Elderly patients with hip fracture often experience malnutrition which has been found to be associated with poor outcomes. ⁵ , ⁸ , ²³ In the hospital setting, malnutrition is very common among older adults, with around half of them affected. ²⁴ It is important to identify patients with malnutrition in hospital setting as early as possible for optimal nutritional care. ²⁵ , ²⁶ Up to now, many NSTs have been developed to evaluate nutritional status, including SGA, MUST, and MNA. However, NSTs are usually complex and some of them are subjective. In contrast, the PNI which is based on the results of a peripheral blood test allows a surgeon to easily and objectively assess the immune‐nutritional status of geriatric patients with hip fracture.

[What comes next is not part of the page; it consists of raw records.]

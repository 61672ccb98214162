//! Cells, rows, columns, blocks and houses of the grid.
//!
//! Cells are numbered 0..81 row by row. Houses are numbered 0..27: rows first, then columns,
//! then blocks, which is also the bit layout of [`Set<House>`].
use crate::bitset::Set;
use crate::consts::{BLOCK_OFFSET, COL_OFFSET};

#[inline(always)]
pub(crate) fn row(cell: u8) -> u8 {
    cell / 9
}

#[inline(always)]
pub(crate) fn col(cell: u8) -> u8 {
    cell % 9
}

#[inline(always)]
pub(crate) fn block(cell: u8) -> u8 {
    row(cell) / 3 * 3 + col(cell) / 3
}

fn band(cell: u8) -> u8 {
    cell / 27
}

fn stack(cell: u8) -> u8 {
    col(cell) / 3
}

macro_rules! define_types(
    ($( $(#[$attr:meta])* $name:ident : $limit:expr ),* $(,)*) => {
        $(
            $(#[$attr])*
            #[derive(Copy, Clone, Eq, PartialEq, PartialOrd, Ord, Debug, Hash)]
            #[cfg_attr(feature = "serde", derive(serde::Serialize, serde::Deserialize))]
            pub struct $name(pub(crate) u8);

            impl $name {
                /// Constructs a new instance from its index.
                ///
                /// # Panics
                /// Panics in debug mode, if the index is out of range.
                pub fn new(num: u8) -> Self {
                    debug_assert!(num < $limit);
                    $name(num)
                }

                /// Constructs a new instance from its index. Returns `None`, if the index is out of range.
                pub fn new_checked(num: u8) -> Option<Self> {
                    if num < $limit {
                        Some($name(num))
                    } else {
                        None
                    }
                }

                /// Returns the index contained within.
                pub fn get(self) -> u8 {
                    self.0
                }

                /// Returns the index as `usize`.
                pub fn as_index(self) -> usize {
                    self.0 as _
                }

                /// Returns an iterator over all instances in ascending order.
                pub fn all() -> impl Iterator<Item = Self> {
                    (0..$limit).map(Self::new)
                }
            }
        )*
    };
);

define_types!(
    /// One of the 81 cells, numbered row by row from the top left.
    Cell: 81,
    /// A row, topmost is 0.
    Row: 9,
    /// A column, leftmost is 0.
    Col: 9,
    /// A block (also called box), numbered left to right, top to bottom.
    Block: 9,
    /// A row, column or block.
    House: 27,
    /// Three rows sharing the same blocks.
    Band: 3,
    /// Three columns sharing the same blocks.
    Stack: 3,
);

/// The kind of a [`House`] together with its index inside that kind.
#[derive(Copy, Clone, Eq, PartialEq, Debug, Hash)]
#[allow(missing_docs)]
pub enum HouseType {
    Row(Row),
    Col(Col),
    Block(Block),
}

impl House {
    /// Set of all rows
    pub const ALL_ROWS: Set<House> = Set(0o000_000_777);
    /// Set of all columns
    pub const ALL_COLS: Set<House> = Set(0o000_777_000);
    /// Set of all blocks
    pub const ALL_BLOCKS: Set<House> = Set(0o777_000_000);

    /// Splits the house into its kind and index.
    pub fn categorize(self) -> HouseType {
        debug_assert!(self.0 < 27);
        match self.0 {
            0..=8 => HouseType::Row(Row::new(self.0)),
            9..=17 => HouseType::Col(Col::new(self.0 - COL_OFFSET)),
            _ => HouseType::Block(Block::new(self.0 - BLOCK_OFFSET)),
        }
    }

    /// Returns `true` for rows and columns.
    pub fn is_line(self) -> bool {
        self.0 < BLOCK_OFFSET
    }

    /// Houses other than `self` that share at least two cells with it.
    ///
    /// Rows and columns intersect 3 blocks, blocks intersect 3 rows and 3 columns.
    pub fn crossing_houses(self) -> Set<House> {
        match self.categorize() {
            HouseType::Row(row) => {
                let band = row.0 / 3;
                Set(0o7 << (BLOCK_OFFSET + band * 3))
            }
            HouseType::Col(col) => {
                let stack = col.0 / 3;
                Set(0o111 << (BLOCK_OFFSET + stack))
            }
            HouseType::Block(block) => {
                let band = block.0 / 3;
                let stack = block.0 % 3;
                Set((0o7 << (band * 3)) | (0o7 << (COL_OFFSET + stack * 3)))
            }
        }
    }
}

macro_rules! into_cells {
    ( $( $name:ident => |$arg:ident| $code:block );* $(;)* ) => {
        $(
            impl $name {
                /// Returns the set of cells contained in this position.
                pub fn cells(self) -> Set<Cell> {
                    let $arg = self;
                    Set($code)
                }
            }
        )*
    };
}

// the closures here aren't actually closures, they just introduce
// the variables to be used in the code blocks for macro hygiene reasons
into_cells!(
    Cell => |cell| { 1 << cell.0 };
    Row  => |row| { 0o777 << (9 * row.0) };
    Col  => |col| { 0o_001_001_001___001_001_001___001_001_001 << col.0 };
    Block => |block| {
        let band = block.0 / 3;
        let stack = block.0 % 3;
        0o007_007_007 << (band * 27 + stack * 3)
    };
    House => |house| {
        match house.categorize() {
            HouseType::Row(row) => row.cells().0,
            HouseType::Col(col) => col.cells().0,
            HouseType::Block(block) => block.cells().0,
        }
    };
    Band => |band| { 0o777_777_777 << (27 * band.0) };
    Stack => |stack| { 0o_007_007_007___007_007_007___007_007_007 << (3 * stack.0) };
);

///////////////////////////////////////////////////////////////////////////////////////////////
//                                  Conversions
///////////////////////////////////////////////////////////////////////////////////////////////

macro_rules! impl_from {
    ( $( $from:ty, $to:ty, |$arg:ident| $code:block ),* $(,)* ) => {
        $(
            impl From<$from> for $to {
                fn from($arg: $from) -> $to {
                    let $arg = $arg.0;
                    <$to>::new($code)
                }
            }
        )*
    };
}

impl_from!(
    Row, House, |r| { r },
    Col, House, |c| { c + COL_OFFSET },
    Block, House, |b| { b + BLOCK_OFFSET },
);

// the first type is the container of the second
impl_from!(
    Cell, Row, |c| { row(c) },
    Cell, Col, |c| { col(c) },
    Cell, Block, |c| { block(c) },
    Cell, Band, |c| { band(c) },
    Cell, Stack, |c| { stack(c) },
);

impl Cell {
    /// Returns the row of this cell.
    #[inline(always)]
    pub fn row(self) -> Row {
        Row::from(self)
    }

    /// Returns the column of this cell.
    #[inline(always)]
    pub fn col(self) -> Col {
        Col::from(self)
    }

    /// Returns the block of this cell.
    #[inline(always)]
    pub fn block(self) -> Block {
        Block::from(self)
    }

    /// Returns the band of this cell.
    #[inline(always)]
    pub fn band(self) -> Band {
        Band::from(self)
    }

    /// Returns the stack of this cell.
    #[inline(always)]
    pub fn stack(self) -> Stack {
        Stack::from(self)
    }

    /// Row, column and block of this cell, in that order.
    pub fn houses(self) -> [House; 3] {
        [self.row().into(), self.col().into(), self.block().into()]
    }

    /// Set of the 3 houses containing this cell.
    pub fn house_set(self) -> Set<House> {
        let [row, col, block] = self.houses();
        row.as_set() | col | block
    }

    /// All cells sharing a row, column or block with this cell, excluding the cell itself.
    #[inline]
    pub fn peers(self) -> Set<Cell> {
        (self.row().cells() | self.col().cells() | self.block().cells()).without(self.as_set())
    }

    /// Checks whether both cells share a house. A cell does not see itself.
    #[inline]
    pub fn sees(self, other: Cell) -> bool {
        self.peers().contains(other)
    }
}

impl Set<Cell> {
    /// Cells seeing every cell in this set. Cells of the set itself are never included
    /// because a cell is not its own peer. The peer intersection of an empty set is `ALL`.
    pub fn common_peers(self) -> Set<Cell> {
        self.into_iter()
            .fold(Set::<Cell>::ALL, |peers, cell| peers & cell.peers())
    }

    /// Houses containing every cell of this set. Empty for an empty set.
    pub fn common_houses(self) -> Set<House> {
        if self.is_empty() {
            return Set::NONE;
        }
        self.into_iter()
            .fold(Set::<House>::ALL, |houses, cell| houses & cell.house_set())
    }

    /// Rows covered by at least one cell of the set.
    pub fn rows(self) -> Set<House> {
        self.into_iter().fold(Set::<House>::NONE, |rows, cell| rows | House::from(cell.row()))
    }

    /// Columns covered by at least one cell of the set.
    pub fn cols(self) -> Set<House> {
        self.into_iter().fold(Set::<House>::NONE, |cols, cell| cols | House::from(cell.col()))
    }

    /// Blocks covered by at least one cell of the set.
    pub fn blocks(self) -> Set<House> {
        self.into_iter().fold(Set::<House>::NONE, |blocks, cell| blocks | House::from(cell.block()))
    }
}

impl Set<House> {
    /// Union of the cells of all houses in this set.
    pub fn cells(self) -> Set<Cell> {
        self.into_iter().fold(Set::<Cell>::NONE, |cells, house| cells | house.cells())
    }
}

PNI Is an Independent Predictor for 3‐Year Mortality

Previous studies have described that the PNI has potential prognostic value in various populations, including patients with cancer, ²⁷ , ²⁸ , ²⁹ and heart failure. ³⁰ However, the prognostic value of PNI in geriatric patients with hip fractures has not been extensively investigated. A recent study which involved 221 hip fracture patients aged over 70 who underwent surgery revealed that patients with a higher PNI had a lower risk of all‐cause mortality at 5 years (HR 0.917, 95% CI 0.845–0.996, p = 0.039) compared to those with a lower PNI, ³¹ but this finding was not confirmed by another study after adjusting for potential confounders (HR 0.20, 95% CI 0.028–0.650, p = 0.067). ¹⁷

In this study, we found PNI is an independent prognostic factor for long‐term mortality that geriatric patients with a higher PNI had a significantly lower risk of 3‐year mortality after surgery. In the present study, we used a large prospective cohort of 942 geriatric hip fracture patients to evaluate the association between PNI and postoperative mortality. We included a wide range of potential confounders in our study. The study which found the PNI was not associated with mortality in hip fracture patients only included 80 patients and it was a retrospective study. ¹⁷ The limited sample size of the study may have limited the study's statistical power. Moreover, RCS models showed that higher admission PNI consistently reduced mortality risk, highlighting the reliability of PNI in predicting postoperative mortality in geriatric hip fracture patients.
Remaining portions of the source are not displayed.